▸ Prompt
Nothing outside the range below should be printed. Output exactly the lines from the line with "fn show_config(config: &Config, opts: &GlobalOpts)" to the line with "for (key, value)", both included.

▸ Dataset excerpts

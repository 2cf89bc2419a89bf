use anyhow::{Context, Result};
use clap::Subcommand;
use colored::Colorize;
use extpack_config::{Config, CONFIG_KEYS};
use extpack_logger as logger;
use std::fs;
use std::path::Path;

use crate::GlobalOpts;

#[derive(Subcommand, Debug, Clone)]
pub enum ConfigAction {
    /// Show the current configuration
    Show,
    /// Set a configuration value (browser, manifest-version, src-dir, build-dir)
    Set { key: String, value: String },
    /// Get or set the path to the config file.
    /// If `new_path` is provided, the CLI will use that file from now on.
    /// If omitted, the CLI will print the current configuration file path.
    Path {
        /// Optional new config path to set
        new_path: Option<String>,
    },
}

pub fn handle_config(action: ConfigAction, opts: &GlobalOpts) -> Result<()> {
    match action {
        ConfigAction::Show => {
            let config = Config::load().context("Failed to load config")?;
            show_config(&config, opts);
            Ok(())
        }
        ConfigAction::Set { key, value } => {
            set_value(&Config::path(), &key, value.clone())?;
            logger::success(&format!("Set {} = {}", key, value));
            Ok(())
        }
        ConfigAction::Path { new_path } => {
            let config_path = Config::path();
            logger::debug(&format!("Reading config from: {}", config_path.display()));

            match new_path {
                Some(p) => {
                    set_config_path(&Config::pointer_path(), &p)?;
                    logger::success(&format!("Config path set to {}", p));
                }
                None => {
                    println!("{}", config_path.display());

                    let pointer_path = Config::pointer_path();
                    if let Ok(contents) = fs::read_to_string(&pointer_path) {
                        let trimmed = contents.trim();
                        if !trimmed.is_empty() {
                            println!("{} {}", "overridden-by".cyan(), trimmed);
                        }
                    }
                }
            }
            Ok(())
        }
    }
}

fn show_config(config: &Config, opts: &GlobalOpts) {
    println!("{}", "Configuration:".bold().green());
    if config.is_empty() {
        if opts.verbosity_level() > 0 {
            println!("  {}", "(empty)".yellow());
        }
    } else {
        for (key, value) in config.values_iter() {
            println!("  {}: {}", key.cyan(), value);
        }
    }
}

/// Update one key in the config file at `path`
pub fn set_value(path: &Path, key: &str, value: String) -> Result<Config> {
    let mut config = Config::load_from_path(path).context("Failed to load config")?;
    config.set(key, value).with_context(|| {
        format!(
            "Cannot set '{}'. Supported keys: {}",
            key,
            CONFIG_KEYS.join(", ")
        )
    })?;
    config.save_to_path(path).context("Failed to save config")?;
    Ok(config)
}

/// Point future runs at `new_path` through the pointer file
pub fn set_config_path(pointer_path: &Path, new_path: &str) -> Result<()> {
    if let Some(parent) = pointer_path.parent() {
        fs::create_dir_all(parent).context("Failed to set config path")?;
    }
    fs::write(pointer_path, new_path.as_bytes()).context("Failed to set config path")?;
    Ok(())
}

▸ Written answer
fn show_config(config: &Config, opts: &GlobalOpts) {
    println!("{}", "Configuration:".bold().green());
    if config.is_empty() {
        if opts.verbosity_level() > 0 {
            println!("  {}", "(empty)".yellow());
        }
    } else {
        for (key, value) in config.values_iter() {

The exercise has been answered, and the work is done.